=== Section Start ===

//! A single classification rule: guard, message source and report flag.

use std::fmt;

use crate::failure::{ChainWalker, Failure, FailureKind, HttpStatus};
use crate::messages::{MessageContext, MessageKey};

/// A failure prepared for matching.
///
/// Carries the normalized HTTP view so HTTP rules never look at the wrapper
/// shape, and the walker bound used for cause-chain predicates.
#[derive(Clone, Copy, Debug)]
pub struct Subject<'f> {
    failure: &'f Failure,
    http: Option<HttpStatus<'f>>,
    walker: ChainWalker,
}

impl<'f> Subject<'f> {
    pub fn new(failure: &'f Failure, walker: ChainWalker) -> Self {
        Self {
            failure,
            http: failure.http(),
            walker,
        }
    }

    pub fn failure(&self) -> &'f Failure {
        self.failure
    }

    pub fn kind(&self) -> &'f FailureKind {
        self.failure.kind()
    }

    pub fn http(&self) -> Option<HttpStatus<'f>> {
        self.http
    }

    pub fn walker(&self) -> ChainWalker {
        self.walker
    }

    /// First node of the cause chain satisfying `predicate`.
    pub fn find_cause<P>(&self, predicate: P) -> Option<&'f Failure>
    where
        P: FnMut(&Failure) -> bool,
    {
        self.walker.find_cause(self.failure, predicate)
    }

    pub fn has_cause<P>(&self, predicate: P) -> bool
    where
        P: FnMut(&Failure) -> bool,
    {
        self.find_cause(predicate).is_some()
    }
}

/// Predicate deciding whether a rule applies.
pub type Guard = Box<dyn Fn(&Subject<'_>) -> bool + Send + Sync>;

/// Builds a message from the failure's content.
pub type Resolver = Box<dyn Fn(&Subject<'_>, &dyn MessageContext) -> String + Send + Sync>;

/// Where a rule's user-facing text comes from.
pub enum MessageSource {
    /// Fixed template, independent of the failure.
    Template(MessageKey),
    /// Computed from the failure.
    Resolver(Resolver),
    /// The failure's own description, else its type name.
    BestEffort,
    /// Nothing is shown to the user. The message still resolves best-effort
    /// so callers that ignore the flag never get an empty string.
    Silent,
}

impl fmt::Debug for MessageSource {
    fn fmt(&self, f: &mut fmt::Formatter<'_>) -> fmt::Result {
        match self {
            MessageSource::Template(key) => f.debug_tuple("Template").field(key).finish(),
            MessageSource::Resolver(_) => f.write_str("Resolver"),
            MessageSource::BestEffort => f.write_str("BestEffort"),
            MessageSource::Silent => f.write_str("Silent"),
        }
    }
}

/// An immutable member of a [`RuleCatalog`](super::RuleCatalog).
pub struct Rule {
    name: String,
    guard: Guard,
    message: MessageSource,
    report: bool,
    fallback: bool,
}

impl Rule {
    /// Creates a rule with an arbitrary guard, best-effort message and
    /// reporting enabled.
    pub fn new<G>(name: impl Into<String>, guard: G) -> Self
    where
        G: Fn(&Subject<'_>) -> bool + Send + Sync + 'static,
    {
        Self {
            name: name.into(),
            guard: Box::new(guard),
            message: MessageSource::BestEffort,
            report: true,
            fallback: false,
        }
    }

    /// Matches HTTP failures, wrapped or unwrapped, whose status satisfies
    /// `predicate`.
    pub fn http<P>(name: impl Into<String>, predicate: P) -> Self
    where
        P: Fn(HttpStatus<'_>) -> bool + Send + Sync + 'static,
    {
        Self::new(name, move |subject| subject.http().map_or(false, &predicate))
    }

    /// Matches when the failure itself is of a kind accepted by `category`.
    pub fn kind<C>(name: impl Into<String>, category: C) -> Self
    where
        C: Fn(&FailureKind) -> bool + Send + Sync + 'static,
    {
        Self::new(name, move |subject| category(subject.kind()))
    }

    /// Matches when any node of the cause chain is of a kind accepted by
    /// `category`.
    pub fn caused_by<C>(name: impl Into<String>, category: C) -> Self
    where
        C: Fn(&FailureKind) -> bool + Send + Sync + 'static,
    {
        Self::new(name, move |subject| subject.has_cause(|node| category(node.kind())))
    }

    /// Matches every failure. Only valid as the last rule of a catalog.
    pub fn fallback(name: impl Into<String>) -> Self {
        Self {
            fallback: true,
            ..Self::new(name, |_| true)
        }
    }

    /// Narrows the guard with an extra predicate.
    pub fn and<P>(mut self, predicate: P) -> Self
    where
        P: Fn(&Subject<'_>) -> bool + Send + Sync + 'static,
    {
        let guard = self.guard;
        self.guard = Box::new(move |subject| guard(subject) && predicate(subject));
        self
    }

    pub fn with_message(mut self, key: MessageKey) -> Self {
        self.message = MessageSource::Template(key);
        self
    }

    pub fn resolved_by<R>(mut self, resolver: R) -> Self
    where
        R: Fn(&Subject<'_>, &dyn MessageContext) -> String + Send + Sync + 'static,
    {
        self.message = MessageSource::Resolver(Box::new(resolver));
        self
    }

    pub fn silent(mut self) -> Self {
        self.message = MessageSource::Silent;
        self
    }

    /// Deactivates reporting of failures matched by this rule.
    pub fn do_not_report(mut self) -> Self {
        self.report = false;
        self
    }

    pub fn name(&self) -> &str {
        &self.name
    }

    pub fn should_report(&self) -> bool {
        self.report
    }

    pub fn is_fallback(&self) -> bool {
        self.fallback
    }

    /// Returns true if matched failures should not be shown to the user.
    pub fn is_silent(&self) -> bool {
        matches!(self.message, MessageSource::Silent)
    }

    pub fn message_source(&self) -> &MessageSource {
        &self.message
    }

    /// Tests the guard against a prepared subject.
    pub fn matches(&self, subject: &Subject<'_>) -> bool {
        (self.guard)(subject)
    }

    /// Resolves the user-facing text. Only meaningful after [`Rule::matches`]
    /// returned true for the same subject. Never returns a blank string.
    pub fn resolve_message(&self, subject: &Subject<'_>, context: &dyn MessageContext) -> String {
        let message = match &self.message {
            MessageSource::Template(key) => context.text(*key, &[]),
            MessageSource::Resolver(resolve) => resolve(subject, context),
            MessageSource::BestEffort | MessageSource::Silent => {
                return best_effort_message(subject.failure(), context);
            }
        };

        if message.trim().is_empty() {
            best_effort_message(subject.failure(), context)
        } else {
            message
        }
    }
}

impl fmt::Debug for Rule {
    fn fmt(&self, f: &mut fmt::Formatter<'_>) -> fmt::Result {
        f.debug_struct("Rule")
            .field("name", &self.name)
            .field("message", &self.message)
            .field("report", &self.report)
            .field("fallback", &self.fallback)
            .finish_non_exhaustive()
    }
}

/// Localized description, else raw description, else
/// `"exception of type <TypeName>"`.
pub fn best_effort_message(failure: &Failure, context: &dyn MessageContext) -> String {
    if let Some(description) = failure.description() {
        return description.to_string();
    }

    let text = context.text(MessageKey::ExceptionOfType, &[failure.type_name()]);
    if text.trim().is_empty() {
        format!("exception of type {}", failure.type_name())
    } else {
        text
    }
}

=== Section End ===
=== Section Start ===

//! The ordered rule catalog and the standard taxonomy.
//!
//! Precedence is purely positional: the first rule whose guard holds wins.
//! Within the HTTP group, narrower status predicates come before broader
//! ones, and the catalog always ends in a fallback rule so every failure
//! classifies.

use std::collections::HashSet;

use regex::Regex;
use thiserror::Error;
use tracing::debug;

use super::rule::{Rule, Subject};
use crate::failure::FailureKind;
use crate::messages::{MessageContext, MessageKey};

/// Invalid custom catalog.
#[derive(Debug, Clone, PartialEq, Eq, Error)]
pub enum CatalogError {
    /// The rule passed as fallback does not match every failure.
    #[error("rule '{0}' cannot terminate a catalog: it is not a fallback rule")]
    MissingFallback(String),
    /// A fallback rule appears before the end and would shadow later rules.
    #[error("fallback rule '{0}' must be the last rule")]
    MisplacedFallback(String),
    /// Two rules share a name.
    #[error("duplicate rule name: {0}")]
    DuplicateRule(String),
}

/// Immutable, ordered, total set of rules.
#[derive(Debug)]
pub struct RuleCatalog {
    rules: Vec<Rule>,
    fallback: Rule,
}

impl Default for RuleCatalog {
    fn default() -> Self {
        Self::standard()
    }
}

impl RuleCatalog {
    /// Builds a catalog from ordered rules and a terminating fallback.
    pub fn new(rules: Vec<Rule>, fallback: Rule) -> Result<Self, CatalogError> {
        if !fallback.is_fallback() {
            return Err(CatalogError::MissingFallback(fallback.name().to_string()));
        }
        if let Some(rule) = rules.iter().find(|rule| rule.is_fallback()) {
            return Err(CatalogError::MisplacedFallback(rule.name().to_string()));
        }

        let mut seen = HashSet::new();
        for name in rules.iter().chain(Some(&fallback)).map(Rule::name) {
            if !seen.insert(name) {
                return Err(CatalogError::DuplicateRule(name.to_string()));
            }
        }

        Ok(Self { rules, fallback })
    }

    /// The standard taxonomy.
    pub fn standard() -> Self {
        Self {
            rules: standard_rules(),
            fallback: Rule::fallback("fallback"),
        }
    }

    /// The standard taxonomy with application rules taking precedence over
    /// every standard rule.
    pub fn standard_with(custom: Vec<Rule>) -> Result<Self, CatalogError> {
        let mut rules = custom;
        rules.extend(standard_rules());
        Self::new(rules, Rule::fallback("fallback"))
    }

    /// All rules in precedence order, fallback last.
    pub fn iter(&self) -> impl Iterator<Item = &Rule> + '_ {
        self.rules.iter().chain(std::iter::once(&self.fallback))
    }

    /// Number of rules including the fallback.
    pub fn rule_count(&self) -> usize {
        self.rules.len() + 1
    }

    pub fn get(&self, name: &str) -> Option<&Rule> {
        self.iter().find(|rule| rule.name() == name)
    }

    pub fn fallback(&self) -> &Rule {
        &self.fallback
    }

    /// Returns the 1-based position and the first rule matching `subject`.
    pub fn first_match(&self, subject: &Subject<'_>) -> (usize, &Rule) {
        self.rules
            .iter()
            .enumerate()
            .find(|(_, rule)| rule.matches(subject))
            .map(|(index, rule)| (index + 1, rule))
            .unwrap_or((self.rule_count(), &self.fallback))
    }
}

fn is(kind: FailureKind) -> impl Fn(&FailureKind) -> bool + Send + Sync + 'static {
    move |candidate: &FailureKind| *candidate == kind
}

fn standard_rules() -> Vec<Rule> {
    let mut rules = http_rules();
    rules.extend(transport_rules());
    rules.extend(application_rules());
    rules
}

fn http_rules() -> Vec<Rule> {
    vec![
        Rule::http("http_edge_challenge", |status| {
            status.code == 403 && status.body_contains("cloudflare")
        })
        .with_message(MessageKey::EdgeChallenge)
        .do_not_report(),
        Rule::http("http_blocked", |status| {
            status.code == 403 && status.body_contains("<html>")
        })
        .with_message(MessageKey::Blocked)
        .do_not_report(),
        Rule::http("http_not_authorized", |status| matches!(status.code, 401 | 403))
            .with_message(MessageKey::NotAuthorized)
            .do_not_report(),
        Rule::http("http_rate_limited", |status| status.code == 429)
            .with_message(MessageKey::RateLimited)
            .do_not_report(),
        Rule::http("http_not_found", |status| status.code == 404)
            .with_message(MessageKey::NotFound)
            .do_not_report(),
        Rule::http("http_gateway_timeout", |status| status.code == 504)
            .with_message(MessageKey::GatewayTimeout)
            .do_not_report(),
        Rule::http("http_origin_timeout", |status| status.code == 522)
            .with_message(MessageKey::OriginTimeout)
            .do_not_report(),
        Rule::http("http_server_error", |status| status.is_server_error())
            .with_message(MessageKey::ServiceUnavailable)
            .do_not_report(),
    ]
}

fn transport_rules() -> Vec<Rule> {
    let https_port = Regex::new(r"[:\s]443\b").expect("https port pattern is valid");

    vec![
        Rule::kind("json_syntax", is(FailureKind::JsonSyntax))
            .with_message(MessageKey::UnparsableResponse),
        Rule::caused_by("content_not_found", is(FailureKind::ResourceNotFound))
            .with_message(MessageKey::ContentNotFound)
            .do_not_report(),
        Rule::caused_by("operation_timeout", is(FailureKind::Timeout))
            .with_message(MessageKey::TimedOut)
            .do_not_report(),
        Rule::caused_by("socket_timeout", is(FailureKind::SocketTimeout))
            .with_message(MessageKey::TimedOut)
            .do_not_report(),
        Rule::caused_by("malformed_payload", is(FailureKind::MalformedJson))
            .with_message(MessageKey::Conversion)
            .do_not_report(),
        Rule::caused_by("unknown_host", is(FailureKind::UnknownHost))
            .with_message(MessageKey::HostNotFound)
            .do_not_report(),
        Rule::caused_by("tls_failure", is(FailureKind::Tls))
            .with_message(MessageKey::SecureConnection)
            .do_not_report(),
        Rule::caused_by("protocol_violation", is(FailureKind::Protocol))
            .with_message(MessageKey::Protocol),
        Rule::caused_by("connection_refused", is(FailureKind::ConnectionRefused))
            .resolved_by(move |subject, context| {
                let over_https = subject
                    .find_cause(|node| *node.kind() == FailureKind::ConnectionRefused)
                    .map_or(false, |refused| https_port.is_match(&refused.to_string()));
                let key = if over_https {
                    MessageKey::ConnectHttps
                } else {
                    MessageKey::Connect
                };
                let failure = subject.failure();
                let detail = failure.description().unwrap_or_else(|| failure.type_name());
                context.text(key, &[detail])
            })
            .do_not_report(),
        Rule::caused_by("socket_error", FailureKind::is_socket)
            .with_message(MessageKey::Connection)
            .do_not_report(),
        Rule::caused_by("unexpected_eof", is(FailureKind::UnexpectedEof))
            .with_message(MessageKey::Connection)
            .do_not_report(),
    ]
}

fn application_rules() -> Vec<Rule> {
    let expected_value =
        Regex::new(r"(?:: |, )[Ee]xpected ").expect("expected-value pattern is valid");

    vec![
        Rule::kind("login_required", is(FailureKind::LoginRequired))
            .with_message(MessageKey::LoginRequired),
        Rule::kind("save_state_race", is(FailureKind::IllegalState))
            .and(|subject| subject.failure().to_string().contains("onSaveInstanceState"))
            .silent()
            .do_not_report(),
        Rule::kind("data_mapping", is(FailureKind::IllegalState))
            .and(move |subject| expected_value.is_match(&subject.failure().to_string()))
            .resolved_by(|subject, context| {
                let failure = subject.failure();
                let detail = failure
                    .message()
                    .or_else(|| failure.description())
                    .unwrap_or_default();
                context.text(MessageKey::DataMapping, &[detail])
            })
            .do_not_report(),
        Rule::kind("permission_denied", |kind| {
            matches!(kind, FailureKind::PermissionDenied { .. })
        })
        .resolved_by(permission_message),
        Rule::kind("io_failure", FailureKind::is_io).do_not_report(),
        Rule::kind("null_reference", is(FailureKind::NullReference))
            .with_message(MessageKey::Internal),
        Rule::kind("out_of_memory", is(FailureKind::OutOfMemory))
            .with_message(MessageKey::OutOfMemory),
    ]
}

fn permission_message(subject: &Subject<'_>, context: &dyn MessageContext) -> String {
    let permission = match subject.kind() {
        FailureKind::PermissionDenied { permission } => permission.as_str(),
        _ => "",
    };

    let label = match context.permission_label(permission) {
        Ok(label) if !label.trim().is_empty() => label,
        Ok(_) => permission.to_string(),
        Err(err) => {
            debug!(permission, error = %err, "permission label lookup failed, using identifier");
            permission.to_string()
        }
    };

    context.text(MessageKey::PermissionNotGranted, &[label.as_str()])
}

=== Section End ===

What needs to be done: Scan the records above for the string "detail", then copy each line where it turns up.

Answer box:
                let detail = failure.description().unwrap_or_else(|| failure.type_name());
                context.text(key, &[detail])
                let detail = failure
                context.text(MessageKey::DataMapping, &[detail])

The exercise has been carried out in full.